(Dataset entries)
**********
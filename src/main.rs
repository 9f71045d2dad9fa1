mod cli;

use anyhow::{Context, Result};
use clap::{Parser, Subcommand};
use std::path::PathBuf;
use termcolor::ColorChoice;

// ============================================================================
// CLI Argument Parsing
// ============================================================================

#[derive(Parser)]
#[command(name = "autotemplate")]
#[command(about = "Fill new, empty notes from a template chosen by folder")]
#[command(version)]
struct Cli {
    /// Vault directory (overrides $AUTOTEMPLATE_VAULT)
    #[arg(long, global = true)]
    vault: Option<PathBuf>,

    /// When to use colors (auto, always, never)
    #[arg(long, global = true, default_value = "auto", value_name = "WHEN")]
    color: ColorChoice,

    /// Enable debug logging
    #[arg(short, long, global = true)]
    verbose: bool,

    #[command(subcommand)]
    command: Commands,
}

/// Resolve vault directory from CLI arg, env var, or default
fn resolve_vault_dir(cli_arg: Option<PathBuf>) -> Result<PathBuf> {
    if let Some(dir) = cli_arg {
        return Ok(dir);
    }

    if let Ok(env_dir) = std::env::var("AUTOTEMPLATE_VAULT") {
        return Ok(PathBuf::from(env_dir));
    }

    // Default: $XDG_DATA_HOME/autotemplate or ~/.local/share/autotemplate
    let data_home = if let Ok(xdg_data) = std::env::var("XDG_DATA_HOME") {
        PathBuf::from(xdg_data)
    } else {
        let home = std::env::var("HOME").context("HOME environment variable not set")?;
        PathBuf::from(home).join(".local/share")
    };

    Ok(data_home.join("autotemplate"))
}

#[derive(Subcommand)]
enum Commands {
    /// Create an empty note and fill it from its template
    New {
        /// Vault-relative path of the note
        path: String,
    },

    /// Treat an existing note as newly created
    Apply {
        /// Vault-relative path of the note
        path: String,
    },

    /// Show which template a new note at this path would get
    Resolve {
        /// Vault-relative path of the note
        path: String,
    },

    /// Print a rendered template without writing anything
    Render {
        /// Vault-relative path of the template
        template: String,

        /// Value for {{title}}
        #[arg(long, default_value = "Untitled")]
        title: String,

        /// Render at this local time instead of now (YYYY-MM-DDTHH:MM)
        #[arg(long)]
        at: Option<String>,
    },

    /// Watch the vault and fill notes as they are created
    Watch,

    /// Template settings
    #[command(subcommand)]
    Config(ConfigCommands),

    /// Suggest vault paths for settings values
    #[command(subcommand)]
    Suggest(SuggestCommands),
}

#[derive(Subcommand)]
enum ConfigCommands {
    /// Print the current settings
    Show,

    /// Set the default template (empty to clear)
    Default {
        /// Vault-relative path of the template
        template: String,
    },

    /// Folder template overrides
    #[command(subcommand)]
    Folder(FolderCommands),

    /// Paths where templates are never applied
    #[command(subcommand)]
    Ignore(IgnoreCommands),
}

#[derive(Subcommand)]
enum FolderCommands {
    /// Add a blank override to fill in with `rename` and `set`
    Add,

    /// Use a template for notes created in a folder
    Set { folder: String, template: String },

    /// Move an override to another folder
    Rename { old: String, new: String },

    /// Remove an override
    Remove { folder: String },
}

#[derive(Subcommand)]
enum IgnoreCommands {
    /// Ignore a path
    Add { path: String },

    /// Replace an ignored path (empty to remove)
    Update { old: String, new: String },

    /// Stop ignoring a path
    Remove { path: String },
}

#[derive(Subcommand)]
enum SuggestCommands {
    /// Markdown files matching a query
    Files {
        #[arg(default_value = "")]
        query: String,
    },

    /// Folders matching a query
    Folders {
        #[arg(default_value = "")]
        query: String,

        /// Leave out folders that already have an override, except FOLDER
        #[arg(long, value_name = "FOLDER", num_args = 0..=1, default_missing_value = "")]
        for_override: Option<String>,
    },
}

// ============================================================================
// Main Entry Point
// ============================================================================

fn main() -> Result<()> {
    let cli_args = Cli::parse();
    cli::logging::init(cli_args.verbose);
    let vault = resolve_vault_dir(cli_args.vault)?;
    let color = cli_args.color;

    match cli_args.command {
        Commands::New { path } => {
            cli::commands::new(&vault, &path, color)?;
        }
        Commands::Apply { path } => {
            cli::commands::apply(&vault, &path, color)?;
        }
        Commands::Resolve { path } => {
            cli::commands::resolve(&vault, &path, color)?;
        }
        Commands::Render { template, title, at } => {
            cli::commands::render(&vault, &template, &title, at.as_deref())?;
        }
        Commands::Watch => {
            cli::watch::run(&vault, color)?;
        }
        Commands::Config(config_cmd) => {
            let edit = match config_cmd {
                ConfigCommands::Show => {
                    return cli::commands::config_show(&vault);
                }
                ConfigCommands::Default { template } => cli::SettingsEdit::Default(template),
                ConfigCommands::Folder(cmd) => match cmd {
                    FolderCommands::Add => cli::SettingsEdit::AddFolderPlaceholder,
                    FolderCommands::Set { folder, template } => {
                        cli::SettingsEdit::SetFolder(folder, template)
                    }
                    FolderCommands::Rename { old, new } => cli::SettingsEdit::RenameFolder(old, new),
                    FolderCommands::Remove { folder } => cli::SettingsEdit::RemoveFolder(folder),
                },
                ConfigCommands::Ignore(cmd) => match cmd {
                    IgnoreCommands::Add { path } => cli::SettingsEdit::AddIgnore(path),
                    IgnoreCommands::Update { old, new } => cli::SettingsEdit::UpdateIgnore(old, new),
                    IgnoreCommands::Remove { path } => cli::SettingsEdit::RemoveIgnore(path),
                },
            };
            cli::commands::config_edit(&vault, edit, color)?;
        }
        Commands::Suggest(cmd) => match cmd {
            SuggestCommands::Files { query } => {
                cli::commands::suggest(&vault, cli::SuggestKind::Files, &query)?;
            }
            SuggestCommands::Folders {
                query,
                for_override,
            } => {
                let kind = match for_override {
                    Some(editing) => cli::SuggestKind::OverrideFolders(editing),
                    None => cli::SuggestKind::Folders,
                };
                cli::commands::suggest(&vault, kind, &query)?;
            }
        },
    }

    Ok(())
}
//! Path suggestions for settings input
//!
//! Each suggester lists vault paths whose text contains the query,
//! ignoring case.

use anyhow::Result;
use std::path::Path;

use crate::config::Settings;
use crate::path::extension;
use crate::storage::Storage;

pub trait Suggest {
    fn suggestions(&self, query: &str) -> Result<Vec<String>>;
}

fn to_vault_path(path: &Path) -> Option<String> {
    let segments: Option<Vec<&str>> = path.iter().map(|s| s.to_str()).collect();
    segments.map(|s| s.join("/"))
}

fn matches(path: &str, query: &str) -> bool {
    path.to_lowercase().contains(&query.to_lowercase())
}

/// Markdown files, for picking templates
pub struct FileSuggest<'a> {
    storage: &'a dyn Storage,
}

impl<'a> FileSuggest<'a> {
    pub fn new(storage: &'a dyn Storage) -> Self {
        Self { storage }
    }
}

impl Suggest for FileSuggest<'_> {
    fn suggestions(&self, query: &str) -> Result<Vec<String>> {
        Ok(self
            .storage
            .walk_files()?
            .iter()
            .filter_map(|p| to_vault_path(p))
            .filter(|p| extension(p) == "md" && matches(p, query))
            .collect())
    }
}

/// Folders, for picking override and ignore targets
///
/// When built with [`FolderSuggest::for_override`], folders that already
/// have an override are left out, except the one being edited.
pub struct FolderSuggest<'a> {
    storage: &'a dyn Storage,
    exclude: Vec<String>,
}

impl<'a> FolderSuggest<'a> {
    pub fn new(storage: &'a dyn Storage) -> Self {
        Self {
            storage,
            exclude: Vec::new(),
        }
    }

    pub fn for_override(storage: &'a dyn Storage, settings: &Settings, editing: Option<&str>) -> Self {
        let exclude = settings
            .folder_templates
            .keys()
            .filter(|k| Some(k.as_str()) != editing)
            .cloned()
            .collect();
        Self { storage, exclude }
    }
}

impl Suggest for FolderSuggest<'_> {
    fn suggestions(&self, query: &str) -> Result<Vec<String>> {
        Ok(self
            .storage
            .walk_folders()?
            .iter()
            .filter_map(|p| to_vault_path(p))
            .filter(|p| !p.is_empty() && !self.exclude.contains(p) && matches(p, query))
            .collect())
    }
}

#[cfg(test)]
mod tests {
    use super::*;
    use crate::storage::MemoryStorage;

    fn storage() -> MemoryStorage {
        let storage = MemoryStorage::new();
        storage.write(Path::new("Templates/Meeting.md"), "").unwrap();
        storage.write(Path::new("Templates/logo.png"), "").unwrap();
        storage.write(Path::new("Work/Projects/plan.md"), "").unwrap();
        storage
    }

    #[test]
    fn test_file_suggestions_are_markdown_only() {
        let storage = storage();
        let files = FileSuggest::new(&storage).suggestions("templ").unwrap();
        assert_eq!(files, vec!["Templates/Meeting.md"]);

        let all = FileSuggest::new(&storage).suggestions("").unwrap();
        assert_eq!(all.len(), 2);
    }

    #[test]
    fn test_folder_suggestions() {
        let storage = storage();
        let folders = FolderSuggest::new(&storage).suggestions("WORK").unwrap();
        assert_eq!(folders, vec!["Work", "Work/Projects"]);
    }

    #[test]
    fn test_folder_suggestions_skip_configured_folders() {
        let storage = storage();
        let mut settings = Settings::default();
        settings.set_folder_template("Work", "Templates/Meeting.md");
        settings.set_folder_template("Templates", "Templates/Meeting.md");

        let folders = FolderSuggest::for_override(&storage, &settings, Some("Work"))
            .suggestions("")
            .unwrap();
        assert_eq!(folders, vec!["Work", "Work/Projects"]);
    }
}
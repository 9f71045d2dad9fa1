//! User-visible notices
//!
//! A notice is a short, transient message. Sending one never blocks and
//! never fails from the caller's point of view.

use std::sync::{Arc, Mutex};
use tracing::info;

/// Fire-and-forget message sink
pub trait Notifier {
    fn notice(&self, message: &str);
}

/// Sends notices to the log only
#[derive(Debug, Default, Clone, Copy)]
pub struct LogNotifier;

impl Notifier for LogNotifier {
    fn notice(&self, message: &str) {
        info!(notice = %message);
    }
}

/// Keeps every notice so tests can inspect them
///
/// Clones share the same list.
#[derive(Debug, Default, Clone)]
pub struct RecordingNotifier {
    messages: Arc<Mutex<Vec<String>>>,
}

impl RecordingNotifier {
    pub fn new() -> Self {
        Self::default()
    }

    /// All notices received so far, oldest first
    pub fn messages(&self) -> Vec<String> {
        self.messages
            .lock()
            .map(|m| m.clone())
            .unwrap_or_else(|poisoned| poisoned.into_inner().clone())
    }
}

impl Notifier for RecordingNotifier {
    fn notice(&self, message: &str) {
        let mut messages = self
            .messages
            .lock()
            .unwrap_or_else(|poisoned| poisoned.into_inner());
        messages.push(message.to_string());
    }
}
**********
#### HOW TO COMPLETE THIS TASK
Among the records, find the lines that contain "matches" and copy each of them.

#### ANSWER TO THIS TASK
fn matches(path: &str, query: &str) -> bool {
            .filter(|p| extension(p) == "md" && matches(p, query))
            .filter(|p| !p.is_empty() && !self.exclude.contains(p) && matches(p, query))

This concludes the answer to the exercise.